Song by A. R. Rahman featuring Mohit Chauhan

from the album Delhi-6 : Music From The Motion Picture
- Released: 14 January 2009
- Recorded: 2008 Panchathan Record Inn
- Genre: Feature film soundtrack
- Length: 4:50
- Label: T-Series Sony Music
- Composer: A. R. Rahman
- Lyricist: Prasoon Joshi
- Producer: A. R. Rahman

= Masakali =

"Masakali" is a Hindi song from the 2009 Bollywood film Delhi-6. It was composed by A. R. Rahman, sung by Mohit Chauhan and lyrics penned by Prasoon Joshi. The song was released as part of the soundtrack album of the film on 14 January 2009 at the Indian Idol 4 competition. This song is remade as "Masakali 2.0"
sung by Sachet Tandon and Tulsi Kumar from the film Marjaavaan.

==Release==
The song was released as part of the soundtrack album of the film on 14 January 2009 at the Indian Idol 4 competition. The first video of the song "Masakali" was released featuring Sonam Kapoor and Abhishek Bachchan with a pigeon. However, the song was not part of the original film. According to the director, "The song was not really meant to be part of the narrative. I mean, who would think of putting in a song about a dove in a film like Delhi-6? It just happened. When I came to the pre-climax portion of my script, I was stuck. I needed a continuity link taking the narrative to its finale".

==Reception==

===Chart performance===
The song got excellent responses and soon became the chart topper of the year. It ranked #2 in the 2009 top songs list of The Times of India. They commented on the song, "
This expressive number from the film Delhi-6, sung by Mohit Chauhan, bowled people over. An AR Rahman composition, it's a free flowing, addictive, fun song. Masakalli is still being played on music channels and radio and it's expected to stay with music buffs for some time to come, owing to its joyful mood." The song topped the Indian charts for more than 34 continuous weeks and was declared as the most successful song of that year.

===Awards===
The song along with the soundtrack album, swept all the major music awards of the year.
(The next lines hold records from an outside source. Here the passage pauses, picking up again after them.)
//! Conversion of conditional chains into switches
use crate::graph::{Child, Graph, Node, Op, SwitchCase};
use std::collections::HashSet;

/// Minimum number of distinct cases for a chain to become a switch
pub const MIN_SWITCH_CASES: usize = 3;

/// A chain of `if v == k { .. } else { .. }` nodes on the same variable
#[derive(Debug)]
struct Chain {
    variable: Node,
    cases: Vec<SwitchCase>,
    default: Child,
    /// Every conditional in the chain, outermost first
    links: Vec<Node>,
}

/// Collects the conditional chain starting at `node`
///
/// Cases are in chain order; if the same constant is tested twice, the first
/// test wins (the later one is unreachable).
fn collect_chain(graph: &Graph, node: Node) -> Option<Chain> {
    let mut variable = None;
    let mut cases: Vec<SwitchCase> = vec![];
    let mut links = vec![];
    let mut cur = Some(node);
    while let Some(n) = cur {
        let Op::Conditional {
            condition: Some(c),
            yes,
            no,
            ..
        } = graph.op(n)
        else {
            break;
        };
        let Op::IntEqualConst {
            value: Some(v),
            constant,
        } = graph.op(*c)
        else {
            break;
        };
        match variable {
            None => variable = Some(*v),
            Some(prev) if prev != *v => break,
            Some(..) => (),
        }
        if cases.iter().all(|c| c.condition != *constant) {
            cases.push(SwitchCase {
                condition: *constant,
                branch: *yes,
            });
        }
        links.push(n);
        cur = *no;
    }
    Some(Chain {
        variable: variable?,
        cases,
        default: cur,
        links,
    })
}

/// Rewrites chains of at least [`MIN_SWITCH_CASES`] equality conditionals into
/// switches, returning the number of rewritten chains
///
/// Nodes are visited parents-first, so the outermost conditional of a chain
/// is converted and the rest of the chain is skipped.
pub fn convert(graph: &mut Graph) -> usize {
    let mut absorbed = HashSet::new();
    let mut count = 0;
    for node in graph.postorder().into_iter().rev() {
        if absorbed.contains(&node) {
            continue;
        }
        if graph.parent_count(node) == 0 && !graph.is_root(node) {
            continue;
        }
        let Op::Conditional { ty, .. } = graph.op(node) else {
            continue;
        };
        let ty = *ty;
        let Some(chain) = collect_chain(graph, node) else {
            continue;
        };
        if chain.cases.len() < MIN_SWITCH_CASES {
            continue;
        }
        log::trace!(
            "converting chain of {} conditionals into a switch",
            chain.links.len()
        );
        absorbed.extend(chain.links.iter().copied());
        let switch = graph.insert(Op::Switch {
            ty,
            variable: Some(chain.variable),
            default: chain.default,
            cases: chain.cases,
        });
        graph.replace(node, switch);
        count += 1;
    }
    if count > 0 {
        log::debug!("converted {count} conditional chains into switches");
    }
    count
}

#[cfg(test)]
mod test {
    use super::*;
    use crate::data::ParameterDesc;
    use crate::graph::DataType;

    /// Builds `if p == k0 { b0 } else if p == k1 { b1 } ... else { d }`
    fn chain(g: &mut Graph, p: Node, cases: &[(i32, Node)], d: Node) -> Node {
        let mut next = d;
        for &(k, b) in cases.iter().rev() {
            let eq = g.equal_int(p, k).unwrap();
            next = g.conditional(eq, Some(b), Some(next)).unwrap();
        }
        next
    }

    #[test]
    fn test_three_cases() {
        let mut g = Graph::new();
        let p = g.parameter(ParameterDesc::new_int("p", &[]));
        let x = g.int_constant(10);
        let y = g.int_constant(20);
        let z = g.int_constant(30);
        let d = g.int_constant(0);
        let root = chain(&mut g, p, &[(1, x), (2, y), (3, z)], d);
        g.add_root(root);

        assert_eq!(convert(&mut g), 1);
        let root = g.roots()[0];
        assert_eq!(
            g.op(root),
            &Op::Switch {
                ty: DataType::Int,
                variable: Some(p),
                default: Some(d),
                cases: vec![
                    SwitchCase {
                        condition: 1,
                        branch: Some(x)
                    },
                    SwitchCase {
                        condition: 2,
                        branch: Some(y)
                    },
                    SwitchCase {
                        condition: 3,
                        branch: Some(z)
                    },
                ]
            }
        );
    }

    #[test]
    fn test_two_cases() {
        let mut g = Graph::new();
        let p = g.parameter(ParameterDesc::new_int("p", &[]));
        let x = g.int_constant(10);
        let y = g.int_constant(20);
        let d = g.int_constant(0);
        let root = chain(&mut g, p, &[(1, x), (2, y)], d);
        g.add_root(root);
        assert_eq!(convert(&mut g), 0);
        assert_eq!(g.roots()[0], root);
    }

    #[test]
    fn test_repeated_constant() {
        // The second test of `p == 1` is unreachable and doesn't count
        let mut g = Graph::new();
        let p = g.parameter(ParameterDesc::new_int("p", &[]));
        let x = g.int_constant(10);
        let y = g.int_constant(20);
        let z = g.int_constant(30);
        let d = g.int_constant(0);
        let root = chain(&mut g, p, &[(1, x), (2, y), (1, z)], d);
        g.add_root(root);
        assert_eq!(convert(&mut g), 0);

        let root = chain(&mut g, p, &[(1, x), (2, y), (1, z), (4, z)], d);
        g.add_root(root);
        assert_eq!(convert(&mut g), 1);
        let Op::Switch { cases, .. } = g.op(g.roots()[1]) else {
            panic!()
        };
        let values = cases.iter().map(|c| c.condition).collect::<Vec<_>>();
        assert_eq!(values, [1, 2, 4]);
        assert_eq!(cases[0].branch, Some(x));
    }

    #[test]
    fn test_mixed_variables() {
        // The chain stops at the first comparison on a different variable,
        // which becomes the default
        let mut g = Graph::new();
        let p = g.parameter(ParameterDesc::new_int("p", &[]));
        let q = g.parameter(ParameterDesc::new_int("q", &[]));
        let x = g.int_constant(10);
        let d = g.int_constant(0);
        let tail = chain(&mut g, q, &[(5, x)], d);
        let root = chain(&mut g, p, &[(1, x), (2, x), (3, d)], tail);
        g.add_root(root);
        assert_eq!(convert(&mut g), 1);
        let Op::Switch {
            variable, default, ..
        } = g.op(g.roots()[0])
        else {
            panic!()
        };
        assert_eq!(*variable, Some(p));
        assert_eq!(*default, Some(tail));
    }

    #[test]
    fn test_missing_default() {
        let mut g = Graph::new();
        let p = g.parameter(ParameterDesc::new_int("p", &[]));
        let x = g.int_constant(10);
        let mut next = None;
        for k in [3, 2, 1] {
            let eq = g.equal_int(p, k).unwrap();
            next = Some(g.conditional(eq, Some(x), next).unwrap());
        }
        g.add_root(next.unwrap());
        assert_eq!(convert(&mut g), 1);
        let Op::Switch { default, cases, .. } = g.op(g.roots()[0]) else {
            panic!()
        };
        assert_eq!(*default, None);
        assert_eq!(cases.len(), 3);
    }
}
/// Linked program
///
/// Instructions are addressed by [`Address`]; each one is a `u16` opcode
/// followed by its argument record (see [`crate::bytecode`]).  Address 0 is
/// always the null instruction.
#[derive(Debug, Serialize, Deserialize)]
pub struct Program {
    op_address: Vec<u32>,
    byte_code: Vec<u8>,
    states: Vec<State>,

    roms: Vec<RomData>,
    constant_image_lod_indices: Vec<ConstantResourceIndex>,
    constant_images: Vec<ImageLodRange>,
    constant_image_lods_permanent: Vec<Arc<Image>>,
    constant_mesh_content_indices: Vec<ConstantResourceIndex>,
    constant_meshes: Vec<MeshContentRange>,
    constant_meshes_permanent: Vec<Arc<Mesh>>,

    constant_strings: Vec<String>,
    constant_matrices: Vec<Matrix4<f32>>,
    constant_curves: Vec<Curve>,
    constant_projectors: Vec<Projector>,
    constant_shapes: Vec<Shape>,
    constant_skeletons: Vec<Arc<Skeleton>>,
    constant_physics_bodies: Vec<Arc<PhysicsBody>>,
    constant_layouts: Vec<Layout>,
    constant_extension_data: Vec<ExtensionData>,

    parameters: Vec<ParameterDesc>,
    parameter_lists: Vec<Vec<u32>>,

    /// Loaded image roms, keyed by rom index
    #[serde(skip)]
    streamed_images: RwLock<HashMap<u32, Arc<Image>>>,
    /// Loaded mesh roms, keyed by rom index
    #[serde(skip)]
    streamed_meshes: RwLock<HashMap<u32, Arc<Mesh>>>,
}

/// Magic bytes at the start of a serialized program
const MAGIC: &[u8; 4] = b"KILN";

/// Version of the serialized format, bumped on any layout change
const VERSION: u32 = 1;

/// Appends `v` to `table` unless an equal value is already present, returning
/// its index
fn add_constant<T: PartialEq>(table: &mut Vec<T>, v: T) -> u32 {
    let i = match table.iter().position(|t| *t == v) {
        Some(i) => i,
        None => {
            table.push(v);
            table.len() - 1
        }
    };
    u32::try_from(i).unwrap_or_else(|_| panic!("constant table overflow"))
}

impl Default for Program {
    fn default() -> Self {
        Self::new()
    }
}

impl Program {
    /// Builds an empty program, containing only the null instruction
    pub fn new() -> Self {
        let mut out = Self {
            op_address: vec![],
            byte_code: vec![],
            states: vec![],
            roms: vec![],
            constant_image_lod_indices: vec![],
            constant_images: vec![],
            constant_image_lods_permanent: vec![],
            constant_mesh_content_indices: vec![],
            constant_meshes: vec![],
            constant_meshes_permanent: vec![],
            constant_strings: vec![],
            constant_matrices: vec![],
            constant_curves: vec![],
            constant_projectors: vec![],
            constant_shapes: vec![],
            constant_skeletons: vec![],
            constant_physics_bodies: vec![],
            constant_layouts: vec![],
            constant_extension_data: vec![],
            parameters: vec![],
            parameter_lists: vec![],
            streamed_images: RwLock::default(),
            streamed_meshes: RwLock::default(),
        };
        let null = out.push_op(OpType::None, &crate::bytecode::args::NoneArgs {});
        debug_assert!(null.is_null());
        out
    }

    ////////////////////////////////////////////////////////////////////////////
    // Instructions

    /// Appends an instruction, returning its address
    ///
    /// # Panics
    /// If `ty` is not encoded with the argument record `T`
    pub fn push_op<T: OpArgs>(&mut self, ty: OpType, args: &T) -> Address {
        assert!(
            T::OP_TYPES.contains(&ty),
            "{ty:?} is not encoded with {}",
            std::any::type_name::<T>()
        );
        let addr = Address(self.op_address.len() as u32);
        let offset = u32::try_from(self.byte_code.len())
            .unwrap_or_else(|_| panic!("bytecode is too large"));
        self.op_address.push(offset);
        let mut w = ByteWriter::new(&mut self.byte_code);
        w.put(&(ty as u16));
        args.write(&mut w);
        addr
    }

    /// Returns the number of instructions, including the null instruction
    pub fn op_count(&self) -> usize {
        self.op_address.len()
    }

    /// Returns the size of the instruction stream in bytes
    pub fn byte_code_size(&self) -> usize {
        self.byte_code.len()
    }

    /// Iterates over every address in the program
    pub fn addresses(&self) -> impl Iterator<Item = Address> {
        (0..self.op_address.len() as u32).map(Address)
    }

    fn reader(&self, addr: Address) -> ByteReader<'_> {
        let Some(&offset) = self.op_address.get(addr.index()) else {
            panic!("address {addr} is out of range");
        };
        ByteReader::new(&self.byte_code, offset as usize)
    }

    /// Returns the opcode of the instruction at the given address
    ///
    /// # Panics
    /// If the address is out of range or the stored opcode is invalid
    pub fn op_type(&self, addr: Address) -> OpType {
        let raw = self.reader(addr).get::<u16>();
        let Some(ty) = OpType::from_repr(raw) else {
            panic!("invalid opcode {raw} at {addr}");
        };
        ty
    }

    /// Decodes the argument record of the instruction at the given address
    ///
    /// # Panics
    /// If the address is out of range or the instruction is not encoded with
    /// the record `T`
    pub fn op_args<T: OpArgs>(&self, addr: Address) -> T {
        let ty = self.op_type(addr);
        assert!(
            T::OP_TYPES.contains(&ty),
            "{ty:?} at {addr} is not encoded with {}",
            std::any::type_name::<T>()
        );
        let mut r = self.reader(addr);
        r.get::<u16>();
        let out = T::read(&mut r);
        let end = self
            .op_address
            .get(addr.index() + 1)
            .map(|o| *o as usize)
            .unwrap_or(self.byte_code.len());
        assert_eq!(
            r.pos(),
            end,
            "{ty:?} at {addr} was not fully decoded by {}",
            std::any::type_name::<T>()
        );
        out
    }

    ////////////////////////////////////////////////////////////////////////////
    // States

    /// Returns every state, in compilation order
    pub fn states(&self) -> &[State] {
        &self.states
    }

    /// Looks up a state by name
    pub fn state(&self, name: &str) -> Option<&State> {
        self.states.iter().find(|s| s.name == name)
    }

    pub(crate) fn push_state(&mut self, state: State) {
        assert!(
            self.state(&state.name).is_none(),
            "duplicate state {}",
            state.name
        );
        self.states.push(state);
    }

    ////////////////////////////////////////////////////////////////////////////
    // Constant tables

    /// Adds a string to the string table, returning its index
    pub fn add_constant_string(&mut self, v: &str) -> u32 {
        add_constant(&mut self.constant_strings, v.to_owned())
    }

    /// Adds a matrix to the matrix table, returning its index
    pub fn add_constant_matrix(&mut self, v: Matrix4<f32>) -> u32 {
        add_constant(&mut self.constant_matrices, v)
    }

    /// Adds a curve to the curve table, returning its index
    pub fn add_constant_curve(&mut self, v: Curve) -> u32 {
        add_constant(&mut self.constant_curves, v)
    }

    /// Adds a projector to the projector table, returning its index
    pub fn add_constant_projector(&mut self, v: Projector) -> u32 {
        add_constant(&mut self.constant_projectors, v)
    }

    /// Adds a shape to the shape table, returning its index
    pub fn add_constant_shape(&mut self, v: Shape) -> u32 {
        add_constant(&mut self.constant_shapes, v)
    }

    /// Adds a skeleton to the skeleton table, returning its index
    pub fn add_constant_skeleton(&mut self, v: Arc<Skeleton>) -> u32 {
        add_constant(&mut self.constant_skeletons, v)
    }

    /// Adds a physics body to the physics body table, returning its index
    pub fn add_constant_physics_body(&mut self, v: Arc<PhysicsBody>) -> u32 {
        add_constant(&mut self.constant_physics_bodies, v)
    }

    /// Adds a layout to the layout table, returning its index
    pub fn add_constant_layout(&mut self, v: Layout) -> u32 {
        add_constant(&mut self.constant_layouts, v)
    }

    /// Adds extension data to its table, returning its index
    pub fn add_constant_extension_data(&mut self, v: ExtensionData) -> u32 {
        add_constant(&mut self.constant_extension_data, v)
    }

    /// Adds a parameter to the parameter table, returning its index
    pub fn add_parameter(&mut self, v: ParameterDesc) -> u32 {
        add_constant(&mut self.parameters, v)
    }

    /// Adds a list of parameter indices, returning its index
    pub fn add_parameter_list(&mut self, v: Vec<u32>) -> u32 {
        add_constant(&mut self.parameter_lists, v)
    }

    pub(crate) fn push_rom(&mut self, rom: RomData) -> usize {
        self.roms.push(rom);
        self.roms.len() - 1
    }

    pub(crate) fn push_image_lod_permanent(
        &mut self,
        mip: Arc<Image>,
    ) -> ConstantResourceIndex {
        self.constant_image_lods_permanent.push(mip);
        ConstantResourceIndex::new(
            self.constant_image_lods_permanent.len() - 1,
            false,
        )
    }

    pub(crate) fn push_image(
        &mut self,
        image: &Image,
        lods: &[ConstantResourceIndex],
    ) -> u32 {
        let first_index = self.constant_image_lod_indices.len() as u32;
        self.constant_image_lod_indices.extend_from_slice(lods);
        self.constant_images.push(ImageLodRange {
            first_index,
            lod_count: image.lod_count(),
            size: image.size(),
            format: image.format(),
        });
        (self.constant_images.len() - 1) as u32
    }

    pub(crate) fn push_mesh_slice_permanent(
        &mut self,
        slice: Arc<Mesh>,
    ) -> ConstantResourceIndex {
        self.constant_meshes_permanent.push(slice);
        ConstantResourceIndex::new(self.constant_meshes_permanent.len() - 1, false)
    }

    pub(crate) fn push_mesh(
        &mut self,
        range: MeshContentRange,
        slices: &[ConstantResourceIndex],
    ) -> u32 {
        assert_eq!(range.content_flags.count(), slices.len());
        let range = MeshContentRange {
            first_index: self.constant_mesh_content_indices.len() as u32,
            ..range
        };
        self.constant_mesh_content_indices.extend_from_slice(slices);
        self.constant_meshes.push(range);
        (self.constant_meshes.len() - 1) as u32
    }

    /// Returns the string table
    pub fn strings(&self) -> &[String] {
        &self.constant_strings
    }

    /// Returns the matrix table
    pub fn matrices(&self) -> &[Matrix4<f32>] {
        &self.constant_matrices
    }

    /// Returns the curve table
    pub fn curves(&self) -> &[Curve] {
        &self.constant_curves
    }

    /// Returns the projector table
    pub fn projectors(&self) -> &[Projector] {
        &self.constant_projectors
    }

    /// Returns the shape table
    pub fn shapes(&self) -> &[Shape] {
        &self.constant_shapes
    }

    /// Returns the layout table
    pub fn layouts(&self) -> &[Layout] {
        &self.constant_layouts
    }

    /// Returns the extension data table
    pub fn extension_data(&self) -> &[ExtensionData] {
        &self.constant_extension_data
    }

    /// Returns the parameter table
    pub fn parameters(&self) -> &[ParameterDesc] {
        &self.parameters
    }

    /// Returns the parameter list table
    pub fn parameter_lists(&self) -> &[Vec<u32>] {
        &self.parameter_lists
    }

    /// Looks up a parameter by name
    pub fn find_parameter(&self, name: &str) -> Option<u32> {
        self.parameters
            .iter()
            .position(|p| p.name == name)
            .map(|i| i as u32)
    }

    /// Returns the number of constant images
    pub fn constant_image_count(&self) -> usize {
        self.constant_images.len()
    }

    /// Returns the number of constant meshes
    pub fn constant_mesh_count(&self) -> usize {
        self.constant_meshes.len()
    }

    ////////////////////////////////////////////////////////////////////////////
    // Archive

    /// Writes the program to a byte stream
    ///
    /// Streamed payloads are not included; they are stored separately by
    /// whoever owns the roms.
    pub fn serialise<W: Write>(&self, mut w: W) -> Result<(), Error> {
        w.write_all(MAGIC)?;
        w.write_all(&VERSION.to_le_bytes())?;
        bincode::serialize_into(&mut w, self)?;
        Ok(())
    }

    /// Reads a program written by [`serialise`](Self::serialise)
    ///
    /// Every rom of the returned program is unloaded.
    pub fn unserialise<R: Read>(mut r: R) -> Result<Self, Error> {
        let mut magic = [0u8; 4];
        r.read_exact(&mut magic)?;
        if &magic != MAGIC {
            return Err(Error::BadHeader);
        }
        let mut version = [0u8; 4];
        r.read_exact(&mut version)?;
        let version = u32::from_le_bytes(version);
        if version != VERSION {
            return Err(Error::BadVersion(version, VERSION));
        }
        let out = bincode::deserialize_from(r)?;
        Ok(out)
    }
}
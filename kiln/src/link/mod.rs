//! Linking optimized graphs into bytecode programs
//!
//! The [`Linker`] walks a graph children-first, appending one instruction per
//! node to a [`Program`] and remembering the address of every linked node, so
//! that shared subgraphs (and nodes shared between several states) are only
//! linked once.
//!
//! Image and mesh constants are split while linking: each image mip and each
//! mesh content slice is deduplicated by value, then either stored in the
//! program or, if it's large enough, moved into a streamable rom.
use crate::bytecode::{args::*, Address, OpType};
use crate::data::{ConstantResource, Image, Mesh, MeshContentFlags};
use crate::graph::{Child, Graph, InstanceAddKind, Node, Op};
use crate::program::{
    rom::{
        ConstantResourceIndex, MeshContentRange, RomData, RomDataType,
        RomMetadata, RomPayload,
    },
    Program,
};

use arrayvec::ArrayVec;
use std::collections::HashMap;
use std::sync::Arc;

/// Options controlling how constants are split into roms
#[derive(Copy, Clone, Debug)]
pub struct LinkerOptions {
    /// Image mips and mesh slices of at least this many bytes are streamed
    pub min_rom_size: usize,
    /// Image mips with a width or height of at least this many pixels are
    /// flagged as high-resolution
    pub high_res_min_size: u16,
}

impl Default for LinkerOptions {
    fn default() -> Self {
        Self {
            min_rom_size: 4096,
            high_res_min_size: 512,
        }
    }
}

/// Incremental linker for a single [`Program`]
///
/// A linker must always be used with the same program, since it records
/// addresses and constant indices into it.
#[derive(Default)]
pub struct Linker {
    options: LinkerOptions,
    addresses: HashMap<Node, Address>,

    images: HashMap<ConstantResource<Image>, u32>,
    image_lods: HashMap<Image, ConstantResourceIndex>,
    meshes: HashMap<ConstantResource<Mesh>, u32>,
    mesh_slices: HashMap<ConstantResource<Mesh>, ConstantResourceIndex>,

    roms: Vec<RomPayload>,
}
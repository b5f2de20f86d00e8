//! Kiln is a compiler from parametric content graphs to linked bytecode
//! programs.
//!
//! A **content graph** describes how to build meshes, images and instances
//! from constants and user-facing parameters: it is a DAG of operations such
//! as "layer this color onto that image" or "if the parameter is set, use this
//! mesh, otherwise use that one".  Kiln optimizes the graph, then links it
//! into a compact [`Program`](crate::program::Program) which a runtime
//! evaluator can execute.
//!
//! # Graph construction
//! Graphs are built within a [`Graph`](crate::graph::Graph), which serves as
//! an arena-style allocator for [`Op`](crate::graph::Op) nodes:
//! ```
//! use kiln::{data::ParameterDesc, graph::Graph};
//!
//! let mut g = Graph::new();
//! let p = g.parameter(ParameterDesc::new_int("size", &[(0, "S"), (1, "L")]));
//! let small = g.int_constant(8);
//! let large = g.int_constant(64);
//! let size = g.switch(p, &[(1, large)], Some(small))?;
//! # Ok::<(), kiln::Error>(())
//! ```
//!
//! Graphs can also be loaded from a simple line-based text format, using
//! [`Graph::from_text`](crate::graph::Graph::from_text).
//!
//! # Optimization
//! The [`Optimizer`](crate::optimize::Optimizer) rewrites the graph in place
//! until it reaches a fixpoint: common subexpressions are merged, boolean and
//! arithmetic expressions are simplified, operations are pushed through
//! conditionals and switches, and chains of equality tests on the same
//! variable become switches.
//!
//! # Linking
//! The [`Linker`](crate::link::Linker) walks the optimized graph
//! children-first and appends one instruction per node to a program.  Large
//! constants (image mips and mesh content slices) are moved into
//! **roms**, which the runtime loads and unloads on demand; see
//! [`program::rom`].
//!
//! The whole pipeline is wrapped by [`Compiler`](crate::compile::Compiler):
//! ```
//! use kiln::{compile::Compiler, graph::Graph};
//!
//! let txt = "
//! color color 1 0 0 1
//! img plain-color color 256 256 Rgba8 1
//! inst instance-image img diffuse
//! ";
//! let (g, root) = Graph::from_text(txt.as_bytes())?;
//! let out = Compiler::default().compile_single(g, root)?;
//! println!("{}", out.program.disassemble());
//! # Ok::<(), kiln::Error>(())
//! ```
#![warn(missing_docs)]

pub mod bytecode;
pub mod compile;
pub mod data;
pub mod graph;
pub mod link;
pub mod optimize;
pub mod program;

mod error;
pub use error::Error;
It emerged as the biggest winner in the Airtel Mirchi Music Awards - 2009 by winning the following categories.
- Best Song of the Year
- Best Music Director of the Year - A. R. Rahman
- Best Male vocalist of the Year - Mohit Chauhan
- Best Lyricist of the Year - Prasoon Joshi
- Best Song Arranger and Programmer - A. R. Rahman

===Criticism===
In an interview about the lost literary elements of songs, ghazal singer Jagjit Singh dashed out against Prasoon Joshi for using the word "Masakali". He says, "Do you understand the meaning of "Jai Ho" or "Masakali"? I did not understand." (The former song is Academy Award-winning work by Rahman and noted poet Gulzar).

==In popular culture==
- A popular kurti style adapted the name of the song.
- A remake, "Masakali 2.0" which was recreated for 2019 film Marjaavaan, but was released on 8 April 2020 as an independent single, performed by Sachet Tandon and Tulsi Kumar and recomposed by Tanishk Bagchi.

=== Masakali 2.0 Controversies ===
Unlike the original, the remix was panned by the makers of the original, including composer A. R. Rahman, lyricist Prasoon Joshi and singer Mohit Chauhan, calling it inferior to the original. Tanishk Bagchi, the creator of the song, was also trolled on entertainment websites and social media platforms.